Supplied information:
use actix_web::{error, http::StatusCode, HttpRequest, HttpResponse, ResponseError};
use serde::Serialize;
use thiserror::Error;

use crate::core::encoding::encode;
use crate::core::FilterError;

/// Errors surfaced to API clients
#[derive(Debug, Error)]
pub enum ApiError {
    #[error("{0}")]
    BadRequest(String),

    #[error("Unknown match filter.")]
    UnknownMatchFilter(String),

    #[error("{0}")]
    NotFound(String),

    #[error("Failed to encode response: {0}")]
    Encoding(#[from] serde_json::Error),

    #[error("{0}")]
    Internal(String),
}

impl ApiError {
    pub fn not_found(what: impl std::fmt::Display) -> Self {
        ApiError::NotFound(format!("{} not found", what))
    }

    /// Name of the error kind as exposed in the envelope
    pub fn name(&self) -> &'static str {
        match self {
            ApiError::BadRequest(_) => "BadRequest",
            ApiError::UnknownMatchFilter(_) => "UnknownMatchFilter",
            ApiError::NotFound(_) => "NotFound",
            ApiError::Encoding(_) | ApiError::Internal(_) => "InternalServerError",
        }
    }

    fn details(&self) -> Option<serde_json::Value> {
        match self {
            ApiError::UnknownMatchFilter(name) => Some(serde_json::json!({ "name": name })),
            _ => None,
        }
    }
}

impl From<FilterError> for ApiError {
    fn from(err: FilterError) -> Self {
        match err {
            FilterError::UnknownFilter(key) => ApiError::UnknownMatchFilter(key),
            other => ApiError::BadRequest(other.to_string()),
        }
    }
}

#[derive(Debug, Serialize)]
struct ErrorBody<'a> {
    name: &'a str,
    code: u16,
    description: String,
    #[serde(skip_serializing_if = "Option::is_none")]
    details: Option<serde_json::Value>,
}

#[derive(Debug, Serialize)]
struct ErrorEnvelope<'a> {
    error: ErrorBody<'a>,
}

impl ResponseError for ApiError {
    fn status_code(&self) -> StatusCode {
        match self {
            ApiError::BadRequest(_) | ApiError::UnknownMatchFilter(_) => StatusCode::BAD_REQUEST,
            ApiError::NotFound(_) => StatusCode::NOT_FOUND,
            ApiError::Encoding(_) | ApiError::Internal(_) => StatusCode::INTERNAL_SERVER_ERROR,
        }
    }

    fn error_response(&self) -> HttpResponse {
        let status = self.status_code();

        if status.is_server_error() {
            tracing::error!("Request failed: {}", self);
        }

        let envelope = ErrorEnvelope {
            error: ErrorBody {
                name: self.name(),
                code: status.as_u16(),
                description: self.to_string(),
                details: self.details(),
            },
        };

        HttpResponse::build(status)
            .content_type("application/json")
            .body(encode(&envelope).unwrap_or_else(|_| {
                format!(
                    r#"{{"error":{{"name":"{}","code":{}}}}}"#,
                    self.name(),
                    status.as_u16()
                )
            }))
    }
}

/// Encode `value` as a 200 JSON response
pub fn json_response<T: Serialize + ?Sized>(value: &T) -> Result<HttpResponse, ApiError> {
    let body = encode(value)?;
    Ok(HttpResponse::Ok()
        .content_type("application/json")
        .body(body))
}

/// Handle query string deserialization errors
pub fn handle_query_payload_error(err: error::QueryPayloadError, req: &HttpRequest) -> actix_web::Error {
    tracing::debug!("Query payload error on {}: {}", req.path(), err);
    ApiError::BadRequest(format!("Invalid query: {}", err)).into()
}

/// Fallback for unmatched routes
pub async fn not_found(req: HttpRequest) -> Result<HttpResponse, ApiError> {
    Err(ApiError::NotFound(format!(
        "The requested URL {} was not found on the server.",
        req.path()
    )))
}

Exercise directions: Retype each line above with no alterations.

Answer section:
use actix_web::{error, http::StatusCode, HttpRequest, HttpResponse, ResponseError};
use serde::Serialize;
use thiserror::Error;

use crate::core::encoding::encode;
use crate::core::FilterError;

/// Errors surfaced to API clients
#[derive(Debug, Error)]
pub enum ApiError {
    #[error("{0}")]
    BadRequest(String),

    #[error("Unknown match filter.")]
    UnknownMatchFilter(String),

    #[error("{0}")]
    NotFound(String),

    #[error("Failed to encode response: {0}")]
    Encoding(#[from] serde_json::Error),

    #[error("{0}")]
    Internal(String),
}

impl ApiError {
    pub fn not_found(what: impl std::fmt::Display) -> Self {
        ApiError::NotFound(format!("{} not found", what))
    }

    /// Name of the error kind as exposed in the envelope
    pub fn name(&self) -> &'static str {
        match self {
            ApiError::BadRequest(_) => "BadRequest",
            ApiError::UnknownMatchFilter(_) => "UnknownMatchFilter",
            ApiError::NotFound(_) => "NotFound",
            ApiError::Encoding(_) | ApiError::Internal(_) => "InternalServerError",
        }
    }

    fn details(&self) -> Option<serde_json::Value> {
        match self {
            ApiError::UnknownMatchFilter(name) => Some(serde_json::json!({ "name": name })),
            _ => None,
        }
    }
}

impl From<FilterError> for ApiError {
    fn from(err: FilterError) -> Self {
        match err {
            FilterError::UnknownFilter(key) => ApiError::UnknownMatchFilter(key),
            other => ApiError::BadRequest(other.to_string()),
        }
    }
}

#[derive(Debug, Serialize)]
struct ErrorBody<'a> {
    name: &'a str,
    code: u16,
    description: String,
    #[serde(skip_serializing_if = "Option::is_none")]
    details: Option<serde_json::Value>,
}

#[derive(Debug, Serialize)]
struct ErrorEnvelope<'a> {
    error: ErrorBody<'a>,
}

impl ResponseError for ApiError {
    fn status_code(&self) -> StatusCode {
        match self {
            ApiError::BadRequest(_) | ApiError::UnknownMatchFilter(_) => StatusCode::BAD_REQUEST,
            ApiError::NotFound(_) => StatusCode::NOT_FOUND,
            ApiError::Encoding(_) | ApiError::Internal(_) => StatusCode::INTERNAL_SERVER_ERROR,
        }
    }

    fn error_response(&self) -> HttpResponse {
        let status = self.status_code();

        if status.is_server_error() {
            tracing::error!("Request failed: {}", self);
        }

        let envelope = ErrorEnvelope {
            error: ErrorBody {
                name: self.name(),
                code: status.as_u16(),
                description: self.to_string(),
                details: self.details(),
            },
        };

        HttpResponse::build(status)
            .content_type("application/json")
            .body(encode(&envelope).unwrap_or_else(|_| {
                format!(
                    r#"{{"error":{{"name":"{}","code":{}}}}}"#,
                    self.name(),
                    status.as_u16()
                )
            }))
    }
}

/// Encode `value` as a 200 JSON response
pub fn json_response<T: Serialize + ?Sized>(value: &T) -> Result<HttpResponse, ApiError> {
    let body = encode(value)?;
    Ok(HttpResponse::Ok()
        .content_type("application/json")
        .body(body))
}

/// Handle query string deserialization errors
pub fn handle_query_payload_error(err: error::QueryPayloadError, req: &HttpRequest) -> actix_web::Error {
    tracing::debug!("Query payload error on {}: {}", req.path(), err);
    ApiError::BadRequest(format!("Invalid query: {}", err)).into()
}

/// Fallback for unmatched routes
pub async fn not_found(req: HttpRequest) -> Result<HttpResponse, ApiError> {
    Err(ApiError::NotFound(format!(
        "The requested URL {} was not found on the server.",
        req.path()
    )))
}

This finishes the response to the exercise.